Data under study -

+++

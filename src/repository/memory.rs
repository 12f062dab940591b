//! In-process entity store.
//!
//! Keeps documents per kind in insertion order, which is the order unsorted
//! queries return them in.

use std::collections::HashMap;

use async_trait::async_trait;
use indexmap::IndexMap;
use serde_json::Value;
use tokio::sync::RwLock;
use uuid::Uuid;

use super::{Document, EntityStore, Filter, FindOptions};
use crate::{error::AppResult, models::EntityKind};

#[derive(Default)]
pub struct MemoryStore {
    documents: RwLock<HashMap<EntityKind, IndexMap<String, Value>>>,
}

impl MemoryStore {
    pub fn new() -> Self {
        Self::default()
    }
}

#[async_trait]
impl EntityStore for MemoryStore {
    async fn find_by_id(&self, kind: EntityKind, id: &str) -> AppResult<Option<Document>> {
        let documents = self.documents.read().await;
        Ok(documents
            .get(&kind)
            .and_then(|docs| docs.get(id))
            .map(|data| Document {
                id: id.to_string(),
                data: data.clone(),
            }))
    }

    async fn find_many(
        &self,
        kind: EntityKind,
        filter: &Filter,
        options: &FindOptions,
    ) -> AppResult<Vec<Document>> {
        let documents = self.documents.read().await;
        let mut found: Vec<Document> = documents
            .get(&kind)
            .into_iter()
            .flat_map(|docs| docs.iter())
            .filter(|(_, data)| filter.matches(data))
            .map(|(id, data)| Document {
                id: id.clone(),
                data: data.clone(),
            })
            .collect();
        found.sort_by(|a, b| options.compare(&a.data, &b.data));
        Ok(found)
    }

    async fn count(&self, kind: EntityKind, filter: &Filter) -> AppResult<i64> {
        let documents = self.documents.read().await;
        let count = documents
            .get(&kind)
            .map(|docs| docs.values().filter(|data| filter.matches(data)).count())
            .unwrap_or(0);
        Ok(count as i64)
    }

    async fn insert(&self, kind: EntityKind, data: Value) -> AppResult<Document> {
        let id = Uuid::new_v4().to_string();
        let mut documents = self.documents.write().await;
        documents
            .entry(kind)
            .or_default()
            .insert(id.clone(), data.clone());
        Ok(Document { id, data })
    }

    async fn update_by_id(
        &self,
        kind: EntityKind,
        id: &str,
        data: Value,
    ) -> AppResult<Option<Document>> {
        let mut documents = self.documents.write().await;
        let Some(existing) = documents.get_mut(&kind).and_then(|docs| docs.get_mut(id)) else {
            return Ok(None);
        };
        *existing = data.clone();
        Ok(Some(Document {
            id: id.to_string(),
            data,
        }))
    }

    async fn delete_by_id(&self, kind: EntityKind, id: &str) -> AppResult<bool> {
        let mut documents = self.documents.write().await;
        Ok(documents
            .get_mut(&kind)
            .and_then(|docs| docs.shift_remove(id))
            .is_some())
    }
}

#[cfg(test)]
mod tests {
    use super::*;
    use crate::repository::{Collation, SortDirection};
    use serde_json::json;

    #[tokio::test]
    async fn test_crud_cycle() {
        let store = MemoryStore::new();
        let doc = store
            .insert(EntityKind::Genre, json!({"name": "Fantasy"}))
            .await
            .unwrap();

        let found = store.find_by_id(EntityKind::Genre, &doc.id).await.unwrap();
        assert_eq!(found, Some(doc.clone()));
        assert!(store.find_by_id(EntityKind::Author, &doc.id).await.unwrap().is_none());

        let updated = store
            .update_by_id(EntityKind::Genre, &doc.id, json!({"name": "Science Fiction"}))
            .await
            .unwrap()
            .unwrap();
        assert_eq!(updated.data["name"], "Science Fiction");

        assert!(store.delete_by_id(EntityKind::Genre, &doc.id).await.unwrap());
        assert!(!store.delete_by_id(EntityKind::Genre, &doc.id).await.unwrap());
        assert!(store
            .update_by_id(EntityKind::Genre, &doc.id, json!({}))
            .await
            .unwrap()
            .is_none());
    }

    #[tokio::test]
    async fn test_find_many_sorted_with_collation() {
        let store = MemoryStore::new();
        for name in ["bell", "Abel", "Émile", "Zola"] {
            store
                .insert(EntityKind::Author, json!({"family_name": name}))
                .await
                .unwrap();
        }

        let options = FindOptions::new()
            .sort("family_name", SortDirection::Ascending)
            .collation(Collation::english());
        let names: Vec<String> = store
            .find_many(EntityKind::Author, &Filter::all(), &options)
            .await
            .unwrap()
            .into_iter()
            .map(|doc| doc.data["family_name"].as_str().unwrap().to_string())
            .collect();
        assert_eq!(names, ["Abel", "bell", "Émile", "Zola"]);
    }

    #[tokio::test]
    async fn test_count_with_filter() {
        let store = MemoryStore::new();
        store
            .insert(EntityKind::BookInstance, json!({"status": "Available"}))
            .await
            .unwrap();
        store
            .insert(EntityKind::BookInstance, json!({"status": "Loaned"}))
            .await
            .unwrap();

        let available = Filter::eq("status", "Available");
        assert_eq!(store.count(EntityKind::BookInstance, &available).await.unwrap(), 1);
        assert_eq!(store.count(EntityKind::BookInstance, &Filter::all()).await.unwrap(), 2);
        assert_eq!(store.count(EntityKind::Book, &Filter::all()).await.unwrap(), 0);
    }
}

+++

Task prompt - Exactly the lines above from the one with "let mut found: Vec<Document>" to the one with "async fn count(&self, kind: EntityKind, filter: &Filter)", both included, are to be quoted; leave the rest out.

Answer for the task -
        let mut found: Vec<Document> = documents
            .get(&kind)
            .into_iter()
            .flat_map(|docs| docs.iter())
            .filter(|(_, data)| filter.matches(data))
            .map(|(id, data)| Document {
                id: id.clone(),
                data: data.clone(),
            })
            .collect();
        found.sort_by(|a, b| options.compare(&a.data, &b.data));
        Ok(found)
    }

    async fn count(&self, kind: EntityKind, filter: &Filter) -> AppResult<i64> {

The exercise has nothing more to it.